* [PROBLEM DETAILS]
Pull every line of the entries that has the word "bisa".
═══ EXERCISE MATERIAL ═══
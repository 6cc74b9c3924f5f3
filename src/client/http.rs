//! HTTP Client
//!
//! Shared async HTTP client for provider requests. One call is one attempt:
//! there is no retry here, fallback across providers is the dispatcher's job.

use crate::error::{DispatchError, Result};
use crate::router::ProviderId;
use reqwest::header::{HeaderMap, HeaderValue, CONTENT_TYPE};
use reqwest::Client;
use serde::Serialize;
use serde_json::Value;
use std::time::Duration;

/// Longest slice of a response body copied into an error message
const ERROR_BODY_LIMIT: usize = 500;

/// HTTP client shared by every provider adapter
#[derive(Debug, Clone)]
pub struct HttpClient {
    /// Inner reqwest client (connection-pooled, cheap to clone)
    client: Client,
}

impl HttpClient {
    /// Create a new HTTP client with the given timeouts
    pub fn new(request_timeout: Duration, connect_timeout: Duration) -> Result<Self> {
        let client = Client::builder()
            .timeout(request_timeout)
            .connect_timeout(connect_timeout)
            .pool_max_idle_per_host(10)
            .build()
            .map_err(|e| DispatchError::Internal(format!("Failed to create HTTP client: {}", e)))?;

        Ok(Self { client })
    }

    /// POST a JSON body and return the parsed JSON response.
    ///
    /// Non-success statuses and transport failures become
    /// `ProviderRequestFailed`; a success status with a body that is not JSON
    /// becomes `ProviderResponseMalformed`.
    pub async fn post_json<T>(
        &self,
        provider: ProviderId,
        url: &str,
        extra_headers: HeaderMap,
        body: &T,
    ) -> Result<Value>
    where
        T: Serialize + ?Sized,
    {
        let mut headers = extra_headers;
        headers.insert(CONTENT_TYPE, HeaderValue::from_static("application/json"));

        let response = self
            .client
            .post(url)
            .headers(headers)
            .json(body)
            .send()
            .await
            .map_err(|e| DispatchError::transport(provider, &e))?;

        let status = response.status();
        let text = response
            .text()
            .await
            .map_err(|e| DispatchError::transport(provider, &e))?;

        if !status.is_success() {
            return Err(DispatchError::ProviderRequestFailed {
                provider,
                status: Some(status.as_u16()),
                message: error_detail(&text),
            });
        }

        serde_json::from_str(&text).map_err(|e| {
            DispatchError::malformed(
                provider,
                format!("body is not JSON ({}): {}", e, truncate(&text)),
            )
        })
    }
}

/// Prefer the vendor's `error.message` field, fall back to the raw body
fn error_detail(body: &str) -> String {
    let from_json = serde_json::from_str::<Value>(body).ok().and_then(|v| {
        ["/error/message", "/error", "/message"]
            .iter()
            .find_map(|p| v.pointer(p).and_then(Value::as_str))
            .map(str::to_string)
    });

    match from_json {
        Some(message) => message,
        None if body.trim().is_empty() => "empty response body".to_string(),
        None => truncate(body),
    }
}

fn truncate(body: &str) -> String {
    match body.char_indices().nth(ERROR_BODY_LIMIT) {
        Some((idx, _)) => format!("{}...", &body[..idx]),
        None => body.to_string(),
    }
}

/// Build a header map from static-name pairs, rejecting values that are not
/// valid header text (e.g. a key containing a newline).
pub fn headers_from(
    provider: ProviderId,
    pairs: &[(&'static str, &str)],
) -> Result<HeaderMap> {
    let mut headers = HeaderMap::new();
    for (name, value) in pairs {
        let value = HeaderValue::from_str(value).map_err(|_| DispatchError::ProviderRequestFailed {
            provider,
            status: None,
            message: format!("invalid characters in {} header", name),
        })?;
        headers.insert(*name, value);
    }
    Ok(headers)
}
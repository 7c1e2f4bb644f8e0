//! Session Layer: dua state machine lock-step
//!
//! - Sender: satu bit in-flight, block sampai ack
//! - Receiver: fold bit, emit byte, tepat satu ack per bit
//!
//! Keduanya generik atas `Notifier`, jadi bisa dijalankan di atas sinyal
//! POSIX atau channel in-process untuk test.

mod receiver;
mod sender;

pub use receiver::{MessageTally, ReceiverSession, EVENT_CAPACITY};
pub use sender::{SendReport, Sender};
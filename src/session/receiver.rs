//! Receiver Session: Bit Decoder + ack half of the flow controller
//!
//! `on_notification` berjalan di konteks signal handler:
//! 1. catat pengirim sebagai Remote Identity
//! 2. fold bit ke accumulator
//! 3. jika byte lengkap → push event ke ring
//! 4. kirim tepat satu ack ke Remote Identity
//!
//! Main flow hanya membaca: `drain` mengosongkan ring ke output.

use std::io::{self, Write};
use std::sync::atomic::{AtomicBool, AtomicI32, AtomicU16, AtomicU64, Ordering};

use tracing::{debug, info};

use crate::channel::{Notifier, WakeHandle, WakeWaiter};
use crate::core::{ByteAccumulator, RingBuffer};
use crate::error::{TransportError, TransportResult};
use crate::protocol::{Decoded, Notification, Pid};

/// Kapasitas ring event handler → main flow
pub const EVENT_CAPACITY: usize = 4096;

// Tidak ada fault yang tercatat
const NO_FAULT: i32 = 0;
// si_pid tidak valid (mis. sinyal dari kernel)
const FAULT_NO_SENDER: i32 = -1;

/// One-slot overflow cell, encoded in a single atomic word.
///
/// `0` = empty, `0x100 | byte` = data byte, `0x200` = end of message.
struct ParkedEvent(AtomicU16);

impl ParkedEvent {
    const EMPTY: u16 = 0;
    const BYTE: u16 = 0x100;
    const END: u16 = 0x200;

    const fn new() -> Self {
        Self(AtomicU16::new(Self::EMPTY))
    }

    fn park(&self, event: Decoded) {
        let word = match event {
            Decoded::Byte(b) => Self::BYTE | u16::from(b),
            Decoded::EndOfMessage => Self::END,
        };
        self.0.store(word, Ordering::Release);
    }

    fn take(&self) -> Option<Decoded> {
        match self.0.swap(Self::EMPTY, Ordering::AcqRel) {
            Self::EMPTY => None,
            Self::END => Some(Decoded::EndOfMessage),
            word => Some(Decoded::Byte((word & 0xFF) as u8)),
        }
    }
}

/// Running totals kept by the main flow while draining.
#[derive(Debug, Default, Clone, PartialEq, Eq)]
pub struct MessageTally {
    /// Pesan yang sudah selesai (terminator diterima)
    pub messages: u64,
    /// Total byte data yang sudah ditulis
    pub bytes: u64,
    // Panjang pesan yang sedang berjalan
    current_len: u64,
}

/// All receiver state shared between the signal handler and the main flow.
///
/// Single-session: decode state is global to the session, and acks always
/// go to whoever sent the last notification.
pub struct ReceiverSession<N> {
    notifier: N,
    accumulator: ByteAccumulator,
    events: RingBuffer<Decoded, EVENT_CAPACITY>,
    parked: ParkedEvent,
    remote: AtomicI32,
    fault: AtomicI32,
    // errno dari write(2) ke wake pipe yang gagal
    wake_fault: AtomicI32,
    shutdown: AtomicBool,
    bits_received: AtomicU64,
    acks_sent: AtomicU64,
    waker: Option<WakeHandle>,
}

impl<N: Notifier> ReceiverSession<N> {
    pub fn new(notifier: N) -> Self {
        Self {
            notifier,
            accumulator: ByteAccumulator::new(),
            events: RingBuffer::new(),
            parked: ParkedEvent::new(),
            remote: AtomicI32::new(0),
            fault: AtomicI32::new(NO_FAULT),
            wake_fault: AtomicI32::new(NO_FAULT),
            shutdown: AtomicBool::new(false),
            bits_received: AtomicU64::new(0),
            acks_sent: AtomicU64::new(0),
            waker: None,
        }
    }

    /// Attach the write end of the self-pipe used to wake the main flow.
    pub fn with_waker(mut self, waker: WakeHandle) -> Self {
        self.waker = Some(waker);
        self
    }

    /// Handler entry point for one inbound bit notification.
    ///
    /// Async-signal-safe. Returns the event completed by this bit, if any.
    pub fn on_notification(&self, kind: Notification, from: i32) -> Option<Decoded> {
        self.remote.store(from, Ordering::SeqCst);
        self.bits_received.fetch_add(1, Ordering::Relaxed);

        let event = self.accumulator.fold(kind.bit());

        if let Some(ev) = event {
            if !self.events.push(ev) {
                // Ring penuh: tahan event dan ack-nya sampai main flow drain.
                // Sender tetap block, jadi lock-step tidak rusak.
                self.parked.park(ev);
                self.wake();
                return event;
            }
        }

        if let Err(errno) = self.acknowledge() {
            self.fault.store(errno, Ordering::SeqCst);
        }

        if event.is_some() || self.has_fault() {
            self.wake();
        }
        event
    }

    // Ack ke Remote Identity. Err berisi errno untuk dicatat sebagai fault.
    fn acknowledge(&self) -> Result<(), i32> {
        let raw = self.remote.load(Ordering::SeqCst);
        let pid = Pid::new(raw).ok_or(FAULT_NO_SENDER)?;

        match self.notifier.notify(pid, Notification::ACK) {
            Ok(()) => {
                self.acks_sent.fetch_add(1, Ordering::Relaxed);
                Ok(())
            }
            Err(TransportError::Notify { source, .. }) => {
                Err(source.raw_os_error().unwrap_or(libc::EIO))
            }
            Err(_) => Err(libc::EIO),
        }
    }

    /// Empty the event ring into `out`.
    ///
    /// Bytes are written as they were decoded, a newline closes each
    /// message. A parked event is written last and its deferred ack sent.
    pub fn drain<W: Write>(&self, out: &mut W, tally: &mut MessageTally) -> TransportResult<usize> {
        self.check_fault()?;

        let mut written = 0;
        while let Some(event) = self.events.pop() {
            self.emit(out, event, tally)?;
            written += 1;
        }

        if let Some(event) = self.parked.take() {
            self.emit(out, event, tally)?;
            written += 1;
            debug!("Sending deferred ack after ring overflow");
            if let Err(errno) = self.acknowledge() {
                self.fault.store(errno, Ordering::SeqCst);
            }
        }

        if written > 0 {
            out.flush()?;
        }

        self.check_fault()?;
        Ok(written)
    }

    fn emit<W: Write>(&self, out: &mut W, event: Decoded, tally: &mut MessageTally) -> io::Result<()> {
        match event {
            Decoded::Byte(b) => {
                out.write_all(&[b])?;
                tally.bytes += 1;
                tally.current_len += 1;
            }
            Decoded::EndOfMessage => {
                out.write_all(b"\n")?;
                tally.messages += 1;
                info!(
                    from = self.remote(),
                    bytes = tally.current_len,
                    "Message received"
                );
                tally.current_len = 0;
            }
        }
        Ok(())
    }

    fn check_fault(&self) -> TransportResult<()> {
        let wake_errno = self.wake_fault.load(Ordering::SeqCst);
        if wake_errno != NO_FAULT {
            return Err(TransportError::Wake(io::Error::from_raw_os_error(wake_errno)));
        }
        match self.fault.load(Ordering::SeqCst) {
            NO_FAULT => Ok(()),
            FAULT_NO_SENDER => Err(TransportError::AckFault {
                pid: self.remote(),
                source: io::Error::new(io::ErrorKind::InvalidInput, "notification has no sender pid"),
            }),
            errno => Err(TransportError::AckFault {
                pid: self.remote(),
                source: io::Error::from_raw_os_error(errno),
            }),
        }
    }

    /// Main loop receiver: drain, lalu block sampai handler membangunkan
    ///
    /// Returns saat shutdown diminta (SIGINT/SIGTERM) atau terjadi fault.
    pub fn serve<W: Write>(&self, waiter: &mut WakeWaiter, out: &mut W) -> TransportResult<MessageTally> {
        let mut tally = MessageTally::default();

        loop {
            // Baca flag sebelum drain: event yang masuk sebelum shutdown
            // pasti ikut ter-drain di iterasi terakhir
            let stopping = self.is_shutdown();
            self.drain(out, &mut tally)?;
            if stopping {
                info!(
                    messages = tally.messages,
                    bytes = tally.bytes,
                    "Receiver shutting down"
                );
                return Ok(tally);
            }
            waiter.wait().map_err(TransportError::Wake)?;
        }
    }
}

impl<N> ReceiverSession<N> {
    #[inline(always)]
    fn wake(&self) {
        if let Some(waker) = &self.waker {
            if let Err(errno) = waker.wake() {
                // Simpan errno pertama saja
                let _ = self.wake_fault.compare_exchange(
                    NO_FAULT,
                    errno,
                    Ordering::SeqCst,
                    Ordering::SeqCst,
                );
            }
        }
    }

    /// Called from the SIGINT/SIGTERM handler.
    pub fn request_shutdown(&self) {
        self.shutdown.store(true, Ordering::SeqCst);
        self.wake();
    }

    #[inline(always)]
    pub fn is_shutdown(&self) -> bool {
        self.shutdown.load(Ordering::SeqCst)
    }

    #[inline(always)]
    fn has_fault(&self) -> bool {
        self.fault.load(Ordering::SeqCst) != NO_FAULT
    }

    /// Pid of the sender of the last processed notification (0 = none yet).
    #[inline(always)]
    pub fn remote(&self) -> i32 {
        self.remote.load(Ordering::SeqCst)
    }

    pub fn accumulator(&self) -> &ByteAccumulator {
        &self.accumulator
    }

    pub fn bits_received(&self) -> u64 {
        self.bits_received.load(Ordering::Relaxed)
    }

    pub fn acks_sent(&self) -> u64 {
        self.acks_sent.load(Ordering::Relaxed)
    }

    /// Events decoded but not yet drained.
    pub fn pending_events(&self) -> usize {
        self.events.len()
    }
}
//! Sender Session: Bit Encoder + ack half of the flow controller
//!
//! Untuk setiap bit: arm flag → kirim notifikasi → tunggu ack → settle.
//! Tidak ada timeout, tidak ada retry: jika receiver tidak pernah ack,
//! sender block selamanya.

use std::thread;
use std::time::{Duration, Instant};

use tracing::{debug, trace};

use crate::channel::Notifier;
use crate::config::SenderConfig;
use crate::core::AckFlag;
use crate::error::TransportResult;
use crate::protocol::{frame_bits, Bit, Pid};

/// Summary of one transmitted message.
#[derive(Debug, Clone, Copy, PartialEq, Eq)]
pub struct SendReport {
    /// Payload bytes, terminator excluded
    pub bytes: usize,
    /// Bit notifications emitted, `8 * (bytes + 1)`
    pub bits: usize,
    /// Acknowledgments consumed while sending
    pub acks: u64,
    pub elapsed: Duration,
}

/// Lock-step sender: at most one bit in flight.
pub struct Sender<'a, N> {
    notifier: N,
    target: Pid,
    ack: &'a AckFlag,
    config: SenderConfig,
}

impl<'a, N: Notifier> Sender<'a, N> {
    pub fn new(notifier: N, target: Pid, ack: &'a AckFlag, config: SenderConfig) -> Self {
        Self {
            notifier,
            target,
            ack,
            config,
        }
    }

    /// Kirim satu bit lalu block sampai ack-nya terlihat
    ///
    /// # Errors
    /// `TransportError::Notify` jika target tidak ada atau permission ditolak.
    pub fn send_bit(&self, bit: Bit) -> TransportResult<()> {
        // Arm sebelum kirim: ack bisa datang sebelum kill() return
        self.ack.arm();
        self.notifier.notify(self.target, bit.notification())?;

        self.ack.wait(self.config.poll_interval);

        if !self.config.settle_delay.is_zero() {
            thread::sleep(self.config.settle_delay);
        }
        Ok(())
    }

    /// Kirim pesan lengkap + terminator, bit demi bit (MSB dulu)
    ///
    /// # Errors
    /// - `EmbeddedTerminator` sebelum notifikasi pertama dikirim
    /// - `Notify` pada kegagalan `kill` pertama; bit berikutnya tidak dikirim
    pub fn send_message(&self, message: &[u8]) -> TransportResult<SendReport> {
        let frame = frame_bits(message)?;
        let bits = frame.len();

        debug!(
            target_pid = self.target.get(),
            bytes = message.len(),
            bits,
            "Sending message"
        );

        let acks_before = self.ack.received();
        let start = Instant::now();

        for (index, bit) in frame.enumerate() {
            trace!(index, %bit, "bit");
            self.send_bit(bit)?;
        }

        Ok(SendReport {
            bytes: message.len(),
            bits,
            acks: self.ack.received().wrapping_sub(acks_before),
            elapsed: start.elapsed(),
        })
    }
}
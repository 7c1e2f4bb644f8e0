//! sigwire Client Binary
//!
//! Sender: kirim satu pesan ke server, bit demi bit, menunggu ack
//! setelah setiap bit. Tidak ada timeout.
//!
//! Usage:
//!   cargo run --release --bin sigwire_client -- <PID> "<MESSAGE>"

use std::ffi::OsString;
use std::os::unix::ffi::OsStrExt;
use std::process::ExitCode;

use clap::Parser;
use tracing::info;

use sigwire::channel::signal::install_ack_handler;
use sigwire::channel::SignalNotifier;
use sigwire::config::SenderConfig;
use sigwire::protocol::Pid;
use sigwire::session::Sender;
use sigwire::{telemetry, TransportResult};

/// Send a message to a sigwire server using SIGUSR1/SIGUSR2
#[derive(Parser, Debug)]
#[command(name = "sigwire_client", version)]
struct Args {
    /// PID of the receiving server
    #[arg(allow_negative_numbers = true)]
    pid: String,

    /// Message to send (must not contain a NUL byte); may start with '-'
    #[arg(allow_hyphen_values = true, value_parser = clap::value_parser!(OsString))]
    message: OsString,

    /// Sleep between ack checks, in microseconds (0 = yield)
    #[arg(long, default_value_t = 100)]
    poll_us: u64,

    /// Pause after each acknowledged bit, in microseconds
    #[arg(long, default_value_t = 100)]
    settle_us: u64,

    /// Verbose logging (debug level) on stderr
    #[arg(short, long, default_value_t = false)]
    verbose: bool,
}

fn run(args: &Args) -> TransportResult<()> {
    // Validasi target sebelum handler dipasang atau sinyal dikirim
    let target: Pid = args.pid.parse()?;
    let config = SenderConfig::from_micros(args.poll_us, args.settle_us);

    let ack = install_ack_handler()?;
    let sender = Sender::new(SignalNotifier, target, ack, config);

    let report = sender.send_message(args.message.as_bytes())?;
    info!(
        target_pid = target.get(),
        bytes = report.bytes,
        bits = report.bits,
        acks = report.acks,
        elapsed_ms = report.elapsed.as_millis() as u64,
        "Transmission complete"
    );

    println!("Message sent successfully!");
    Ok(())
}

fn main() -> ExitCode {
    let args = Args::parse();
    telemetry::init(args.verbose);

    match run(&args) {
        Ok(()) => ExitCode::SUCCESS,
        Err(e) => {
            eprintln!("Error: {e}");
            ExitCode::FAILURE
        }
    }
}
═══
* [RESPONSE]
//! Keduanya generik atas `Notifier`, jadi bisa dijalankan di atas sinyal
        // Arm sebelum kirim: ack bisa datang sebelum kill() return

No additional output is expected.